TASK PROMPT> Quote all of the entries word for word.

[Collected data]

┌──

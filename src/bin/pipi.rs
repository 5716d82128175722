//! pipi command line: run the movie service or a one-shot extraction
use anyhow::Context;
use clap::{Parser, Subcommand};
use std::io::Read;
use std::net::SocketAddr;
use std::path::PathBuf;
use tracing_subscriber::EnvFilter;
use url::Url;

use pipi::config::{Loader, PipiConfig, LOCAL_CONFIG_FILE};
use pipi::extractors::{AmazonPrimeExtractor, ExtractionRequest};
use pipi::fetch::{FileFetcher, HttpFetcher};
use pipi::server::{self, AppState};

#[derive(Parser)]
#[command(name = "pipi")]
#[command(about = "Scrape movie details from product pages")]
#[command(version)]
struct Cli {
    /// Configuration file layered over the built-in defaults; `./pipi.toml`
    /// is used when present
    #[arg(long, global = true, value_name = "FILE")]
    config: Option<PathBuf>,

    /// Log filter, e.g. `debug` or `pipi=trace`
    #[arg(long, global = true, value_name = "LEVEL")]
    log_level: Option<String>,

    #[command(subcommand)]
    command: Command,
}

#[derive(Subcommand)]
enum Command {
    /// Run the HTTP service
    Serve {
        /// Address to listen on
        #[arg(long, value_name = "ADDR")]
        bind: Option<SocketAddr>,

        /// Serve saved pages from this directory instead of the network
        #[arg(long, value_name = "DIR")]
        pages_dir: Option<PathBuf>,
    },
    /// Extract fields from a document and print them as JSON
    Extract {
        /// JSON file with the field declarations
        request: PathBuf,

        /// HTML document; read from stdin when omitted
        input: Option<PathBuf>,

        /// Print every capture instead of the resolved fields
        #[arg(long)]
        raw: bool,
    },
}

#[tokio::main]
async fn main() -> anyhow::Result<()> {
    let cli = Cli::parse();
    let config = load_config(&cli)?;
    init_logging(&config)?;

    match cli.command {
        Command::Serve { .. } => run_server(config).await,
        Command::Extract { request, input, raw } => run_extract(&request, input.as_deref(), raw),
    }
}

fn load_config(cli: &Cli) -> anyhow::Result<PipiConfig> {
    let loader = match &cli.config {
        Some(path) => Loader::new().with_file(path),
        None => Loader::new().with_optional_file(LOCAL_CONFIG_FILE),
    };
    let mut loader = loader
        .with_environment()
        .set_override_option("log.level", cli.log_level.clone())?;

    if let Command::Serve { bind, pages_dir } = &cli.command {
        loader = loader
            .set_override_option("server.bind", bind.map(|addr| addr.to_string()))?
            .set_override_option(
                "fetch.pages_dir",
                pages_dir.as_ref().map(|dir| dir.display().to_string()),
            )?;
    }

    loader.build().context("failed to load configuration")
}

fn init_logging(config: &PipiConfig) -> anyhow::Result<()> {
    let filter = match EnvFilter::try_from_default_env() {
        Ok(filter) => filter,
        Err(_) => EnvFilter::try_new(&config.log.level)
            .with_context(|| format!("invalid log level {:?}", config.log.level))?,
    };

    tracing_subscriber::fmt()
        .with_env_filter(filter)
        .with_writer(std::io::stderr)
        .init();
    Ok(())
}

async fn run_server(config: PipiConfig) -> anyhow::Result<()> {
    tracing::info!(version = env!("CARGO_PKG_VERSION"), "starting pipi");

    let base_url = Url::parse(&config.fetch.product_base_url)
        .with_context(|| format!("invalid product base url {:?}", config.fetch.product_base_url))?;
    let extractor = AmazonPrimeExtractor::new();

    let router = match &config.fetch.pages_dir {
        Some(dir) => {
            tracing::info!(pages_dir = %dir.display(), "serving saved pages");
            server::router(AppState::new(FileFetcher::new(dir), extractor, base_url))
        }
        None => {
            let fetcher = HttpFetcher::new(&config.fetch.options())?;
            server::router(AppState::new(fetcher, extractor, base_url))
        }
    };

    server::serve(config.server.bind, router)
        .await
        .with_context(|| format!("server on {} failed", config.server.bind))
}

fn run_extract(request: &std::path::Path, input: Option<&std::path::Path>, raw: bool) -> anyhow::Result<()> {
    let request: ExtractionRequest = {
        let json = std::fs::read_to_string(request)
            .with_context(|| format!("failed to read {}", request.display()))?;
        serde_json::from_str(&json).with_context(|| format!("invalid request {}", request.display()))?
    };

    let html = match input {
        Some(path) => std::fs::read_to_string(path)
            .with_context(|| format!("failed to read {}", path.display()))?,
        None => {
            let mut html = String::new();
            std::io::stdin()
                .read_to_string(&mut html)
                .context("failed to read stdin")?;
            html
        }
    };

    let store = request.parser().parse_html(&html)?;
    tracing::debug!(fields = store.len(), captures = store.capture_count(), "extraction finished");

    let output = if raw {
        serde_json::to_string_pretty(&store)?
    } else {
        serde_json::to_string_pretty(&request.resolve(&store))?
    };
    println!("{}", output);
    Ok(())
}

└──

RESULT FOR THIS EXERCISE>
filename src/bin/pipi.rs
repository 5716d82128175722
//! pipi command line: run the movie service or a one-shot extraction
use anyhow::Context;
use clap::{Parser, Subcommand};
use std::io::Read;
use std::net::SocketAddr;
use std::path::PathBuf;
use tracing_subscriber::EnvFilter;
use url::Url;

use pipi::config::{Loader, PipiConfig, LOCAL_CONFIG_FILE};
use pipi::extractors::{AmazonPrimeExtractor, ExtractionRequest};
use pipi::fetch::{FileFetcher, HttpFetcher};
use pipi::server::{self, AppState};

#[derive(Parser)]
#[command(name = "pipi")]
#[command(about = "Scrape movie details from product pages")]
#[command(version)]
struct Cli {
    /// Configuration file layered over the built-in defaults; `./pipi.toml`
    /// is used when present
    #[arg(long, global = true, value_name = "FILE")]
    config: Option<PathBuf>,

    /// Log filter, e.g. `debug` or `pipi=trace`
    #[arg(long, global = true, value_name = "LEVEL")]
    log_level: Option<String>,

    #[command(subcommand)]
    command: Command,
}

#[derive(Subcommand)]
enum Command {
    /// Run the HTTP service
    Serve {
        /// Address to listen on
        #[arg(long, value_name = "ADDR")]
        bind: Option<SocketAddr>,

        /// Serve saved pages from this directory instead of the network
        #[arg(long, value_name = "DIR")]
        pages_dir: Option<PathBuf>,
    },
    /// Extract fields from a document and print them as JSON
    Extract {
        /// JSON file with the field declarations
        request: PathBuf,

        /// HTML document; read from stdin when omitted
        input: Option<PathBuf>,

        /// Print every capture instead of the resolved fields
        #[arg(long)]
        raw: bool,
    },
}

#[tokio::main]
async fn main() -> anyhow::Result<()> {
    let cli = Cli::parse();
    let config = load_config(&cli)?;
    init_logging(&config)?;

    match cli.command {
        Command::Serve { .. } => run_server(config).await,
        Command::Extract { request, input, raw } => run_extract(&request, input.as_deref(), raw),
    }
}

fn load_config(cli: &Cli) -> anyhow::Result<PipiConfig> {
    let loader = match &cli.config {
        Some(path) => Loader::new().with_file(path),
        None => Loader::new().with_optional_file(LOCAL_CONFIG_FILE),
    };
    let mut loader = loader
        .with_environment()
        .set_override_option("log.level", cli.log_level.clone())?;

    if let Command::Serve { bind, pages_dir } = &cli.command {
        loader = loader
            .set_override_option("server.bind", bind.map(|addr| addr.to_string()))?
            .set_override_option(
                "fetch.pages_dir",
                pages_dir.as_ref().map(|dir| dir.display().to_string()),
            )?;
    }

    loader.build().context("failed to load configuration")
}

fn init_logging(config: &PipiConfig) -> anyhow::Result<()> {
    let filter = match EnvFilter::try_from_default_env() {
        Ok(filter) => filter,
        Err(_) => EnvFilter::try_new(&config.log.level)
            .with_context(|| format!("invalid log level {:?}", config.log.level))?,
    };

    tracing_subscriber::fmt()
        .with_env_filter(filter)
        .with_writer(std::io::stderr)
        .init();
    Ok(())
}

async fn run_server(config: PipiConfig) -> anyhow::Result<()> {
    tracing::info!(version = env!("CARGO_PKG_VERSION"), "starting pipi");

    let base_url = Url::parse(&config.fetch.product_base_url)
        .with_context(|| format!("invalid product base url {:?}", config.fetch.product_base_url))?;
    let extractor = AmazonPrimeExtractor::new();

    let router = match &config.fetch.pages_dir {
        Some(dir) => {
            tracing::info!(pages_dir = %dir.display(), "serving saved pages");
            server::router(AppState::new(FileFetcher::new(dir), extractor, base_url))
        }
        None => {
            let fetcher = HttpFetcher::new(&config.fetch.options())?;
            server::router(AppState::new(fetcher, extractor, base_url))
        }
    };

    server::serve(config.server.bind, router)
        .await
        .with_context(|| format!("server on {} failed", config.server.bind))
}

fn run_extract(request: &std::path::Path, input: Option<&std::path::Path>, raw: bool) -> anyhow::Result<()> {
    let request: ExtractionRequest = {
        let json = std::fs::read_to_string(request)
            .with_context(|| format!("failed to read {}", request.display()))?;
        serde_json::from_str(&json).with_context(|| format!("invalid request {}", request.display()))?
    };

    let html = match input {
        Some(path) => std::fs::read_to_string(path)
            .with_context(|| format!("failed to read {}", path.display()))?,
        None => {
            let mut html = String::new();
            std::io::stdin()
                .read_to_string(&mut html)
                .context("failed to read stdin")?;
            html
        }
    };

    let store = request.parser().parse_html(&html)?;
    tracing::debug!(fields = store.len(), captures = store.capture_count(), "extraction finished");

    let output = if raw {
        serde_json::to_string_pretty(&store)?
    } else {
        serde_json::to_string_pretty(&request.resolve(&store))?
    };
    println!("{}", output);
    Ok(())
}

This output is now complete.